These are ten a penny online at the casino. The player involved in every pot, playing too many hands. Often bluffing and paying off bets all over the place. The loose player image is a good one to have as it means you are likely to get paid. A strong player will often do their best to get this image without actually playing crazy. This can be achieved by playing many small pots and attacking many pots with small bets. You don’t actually need to be investing a lot of chips or money to obtain this poker table image.

poker table image
Photo by Markus Spiske @markusspiske

Tight Nitty Image

This is the player folding, hand after hand, round after round and patiently waiting for the premium hands to come along. How these players think they will get paid is beyond me. But in low stakes online and great games live, they do! The benefit of having a nitty image is if you have the ability to change gears, you can pull off many bluffs (against the right opponents).

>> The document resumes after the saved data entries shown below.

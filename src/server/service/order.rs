//! Order placement and order history.
//!
//! Placing an order resolves the submitted identifiers against the
//! restaurant's current menu tree, prices the result with
//! [`OrderSnapshot::build`] and stores the snapshot. Stored orders are only
//! ever changed in their status.

use std::collections::{HashMap, HashSet};

use sea_orm::DatabaseConnection;

use crate::{
    model::order::OrderStatus,
    server::{
        data::{
            menu::MenuRepository, menu_category::MenuCategoryRepository,
            menu_option::MenuOptionRepository, option_group::OptionGroupRepository,
            order::OrderRepository, restaurant::RestaurantRepository,
        },
        error::{order::OrderError, AppError},
        model::order::{
            CartGroup, CartLine, CartOption, Order, OrderDraft, OrderSnapshot, PaginatedOrders,
            PlaceOrderParam,
        },
        util::pagination::total_pages,
    },
};

pub struct OrderService<'a> {
    db: &'a DatabaseConnection,
}

impl<'a> OrderService<'a> {
    pub fn new(db: &'a DatabaseConnection) -> Self {
        Self { db }
    }

    /// Places an order for a user.
    ///
    /// Every menu must be offered by the restaurant, every group must belong
    /// to its menu and every option to its group. A group may not have more
    /// options chosen than its `max_count`.
    ///
    /// # Returns
    /// - `Ok(Order)` - Stored order in `not_payment` status
    /// - `Err(AppError::NotFound)` - Restaurant does not exist
    /// - `Err(AppError::OrderErr)` - Cart is invalid or cannot be priced (400)
    pub async fn place(&self, user_id: i32, param: PlaceOrderParam) -> Result<Order, AppError> {
        if RestaurantRepository::new(self.db)
            .find_by_id(param.restaurant_id)
            .await?
            .is_none()
        {
            return Err(AppError::NotFound(format!(
                "Restaurant {} not found",
                param.restaurant_id
            )));
        }

        let lines = self.resolve_cart(&param).await?;
        let snapshot = OrderSnapshot::build(OrderDraft {
            user_id,
            restaurant_id: param.restaurant_id,
            payment_type: param.payment_type,
            discount_amount: param.discount_amount,
            lines,
        })?;

        let order = OrderRepository::new(self.db).create(&snapshot).await?;

        tracing::info!(
            "User {} placed order {} at restaurant {} totalling {}",
            user_id,
            order.id,
            param.restaurant_id,
            order.total_price
        );

        Ok(order)
    }

    /// Looks up live names and prices for every identifier in the cart.
    async fn resolve_cart(&self, param: &PlaceOrderParam) -> Result<Vec<CartLine>, AppError> {
        let category_ids: HashSet<i32> = MenuCategoryRepository::new(self.db)
            .get_ids_by_restaurant(param.restaurant_id)
            .await?
            .into_iter()
            .collect();

        let menu_ids: Vec<i32> = param.items.iter().map(|item| item.menu_id).collect();
        let menus: HashMap<i32, _> = MenuRepository::new(self.db)
            .find_by_ids(&menu_ids)
            .await?
            .into_iter()
            .filter(|menu| category_ids.contains(&menu.menu_category_id))
            .map(|menu| (menu.id, menu))
            .collect();

        let groups: HashMap<i32, _> = OptionGroupRepository::new(self.db)
            .get_by_menus(&menu_ids)
            .await?
            .into_iter()
            .map(|group| (group.id, group))
            .collect();

        let option_ids: Vec<i32> = param
            .items
            .iter()
            .flat_map(|item| item.groups.iter())
            .flat_map(|group| group.option_ids.iter().copied())
            .collect();
        let options: HashMap<i32, _> = MenuOptionRepository::new(self.db)
            .find_by_ids(&option_ids)
            .await?
            .into_iter()
            .map(|option| (option.id, option))
            .collect();

        let mut lines = Vec::with_capacity(param.items.len());
        for item in &param.items {
            let menu = menus
                .get(&item.menu_id)
                .ok_or(OrderError::MenuNotInRestaurant {
                    menu_id: item.menu_id,
                    restaurant_id: param.restaurant_id,
                })?;

            let mut seen_groups = HashSet::new();
            let mut cart_groups = Vec::with_capacity(item.groups.len());
            for selection in &item.groups {
                let group = groups
                    .get(&selection.group_id)
                    .filter(|group| group.menu_id == menu.id)
                    .ok_or(OrderError::GroupNotInMenu {
                        group_id: selection.group_id,
                        menu_id: menu.id,
                    })?;
                if !seen_groups.insert(group.id) {
                    return Err(OrderError::DuplicateGroup(group.id).into());
                }

                let selected = selection.option_ids.len();
                if selected > usize::try_from(group.max_count).unwrap_or(0) {
                    return Err(OrderError::TooManyOptions {
                        group: group.name.clone(),
                        max_count: group.max_count,
                        selected,
                    }
                    .into());
                }

                let mut seen_options = HashSet::new();
                let mut cart_options = Vec::with_capacity(selected);
                for option_id in &selection.option_ids {
                    let option = options
                        .get(option_id)
                        .filter(|option| option.option_group_id == group.id)
                        .ok_or(OrderError::OptionNotInGroup {
                            option_id: *option_id,
                            group_id: group.id,
                        })?;
                    if !seen_options.insert(option.id) {
                        return Err(OrderError::DuplicateOption(option.id).into());
                    }

                    cart_options.push(CartOption {
                        name: option.name.clone(),
                        price: option.price,
                    });
                }

                cart_groups.push(CartGroup {
                    name: group.name.clone(),
                    options: cart_options,
                });
            }

            lines.push(CartLine {
                name: menu.name.clone(),
                price: menu.price,
                quantity: item.quantity,
                groups: cart_groups,
            });
        }

        Ok(lines)
    }

    /// Gets one of the user's orders.
    ///
    /// # Returns
    /// - `Err(AppError::NotFound)` - Order missing or placed by another user
    pub async fn get_for_user(&self, user_id: i32, order_id: i32) -> Result<Order, AppError> {
        OrderRepository::new(self.db)
            .find_by_id(order_id)
            .await?
            .filter(|order| order.user_id == Some(user_id))
            .ok_or_else(|| AppError::NotFound(format!("Order {} not found", order_id)))
    }

    /// Gets one of the orders the restaurant received.
    pub async fn get_for_restaurant(
        &self,
        restaurant_id: i32,
        order_id: i32,
    ) -> Result<Order, AppError> {
        OrderRepository::new(self.db)
            .find_by_id(order_id)
            .await?
            .filter(|order| order.restaurant_id == Some(restaurant_id))
            .ok_or_else(|| AppError::NotFound(format!("Order {} not found", order_id)))
    }

    pub async fn list_for_user(
        &self,
        user_id: i32,
        page: u64,
        per_page: u64,
    ) -> Result<PaginatedOrders, AppError> {
        let (orders, total) = OrderRepository::new(self.db)
            .get_by_user_paginated(user_id, page, per_page)
            .await?;

        Ok(PaginatedOrders {
            orders,
            total,
            page,
            per_page,
            total_pages: total_pages(total, per_page),
        })
    }

    pub async fn list_for_restaurant(
        &self,
        restaurant_id: i32,
        page: u64,
        per_page: u64,
    ) -> Result<PaginatedOrders, AppError> {
        let (orders, total) = OrderRepository::new(self.db)
            .get_by_restaurant_paginated(restaurant_id, page, per_page)
            .await?;

        Ok(PaginatedOrders {
            orders,
            total,
            page,
            per_page,
            total_pages: total_pages(total, per_page),
        })
    }

    /// Moves an order to a new status.
    ///
    /// # Returns
    /// - `Ok(Order)` - Order with the new status
    /// - `Err(AppError::NotFound)` - Order missing or received by another restaurant
    /// - `Err(AppError::Conflict)` - Order is done or cancelled, or already has this status
    pub async fn update_status(
        &self,
        restaurant_id: i32,
        order_id: i32,
        status: OrderStatus,
    ) -> Result<Order, AppError> {
        let order = self.get_for_restaurant(restaurant_id, order_id).await?;

        if !order.status.can_transition_to(status) {
            return Err(AppError::Conflict(format!(
                "Order {} cannot move from {:?} to {:?}",
                order_id, order.status, status
            )));
        }

        let order = OrderRepository::new(self.db)
            .update_status(order_id, status)
            .await?;

        tracing::info!(
            "Restaurant {} set order {} to {:?}",
            restaurant_id,
            order_id,
            status
        );

        Ok(order)
    }
}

The reason is simple, if you have folded for 2 hours and now 3 bet, your opponents will give you credit – and rightly so.

Fishy/Donkey Image

This is just a bad player. It is similar to a loose image, however, a loose player can still be a strong player. Where a loose player is involved in lots of pots and trying bluff, a fish/donkey is just playing bad poker. This image is not desirable as it a strong player will target you all day long. It is not in your interest to get into personal battles or be known as the worst player at the table.

Professional

On the face of it, having the image of a professional seems great. People respect you and how you play. The reality is though, this isn’t the most desirable image as people will try to stay out of pots with you. Getting paid can be difficult and people often want to impress you and will potentially fold big hands or try bluffs on you. If you’re on your A game and pick up on this, it’s fine, but the fact is, you won’t always be and you can be in a pickle sizing your opponent up.  

Tips to Improve Your Poker Table Image

Change up your style, don’t be predictable and be confined to one image. It’s important to be difficult to read and cause confusion for your opponents. Soon as they know how you play; you’ve lost the battle. It’s best to be aware of your current image and shift to another and exploit your existing image. This takes a lot of practice but it is essentially what the best players are regularly doing. They know you saw them pull off a bluff 5 minutes ago and have gone into lock-down for 10 minutes. You need to do likewise to be a big winner at poker.

I hope you found this article useful. Please email us if you are interested in knowing more about table image and how to use it to your advantage.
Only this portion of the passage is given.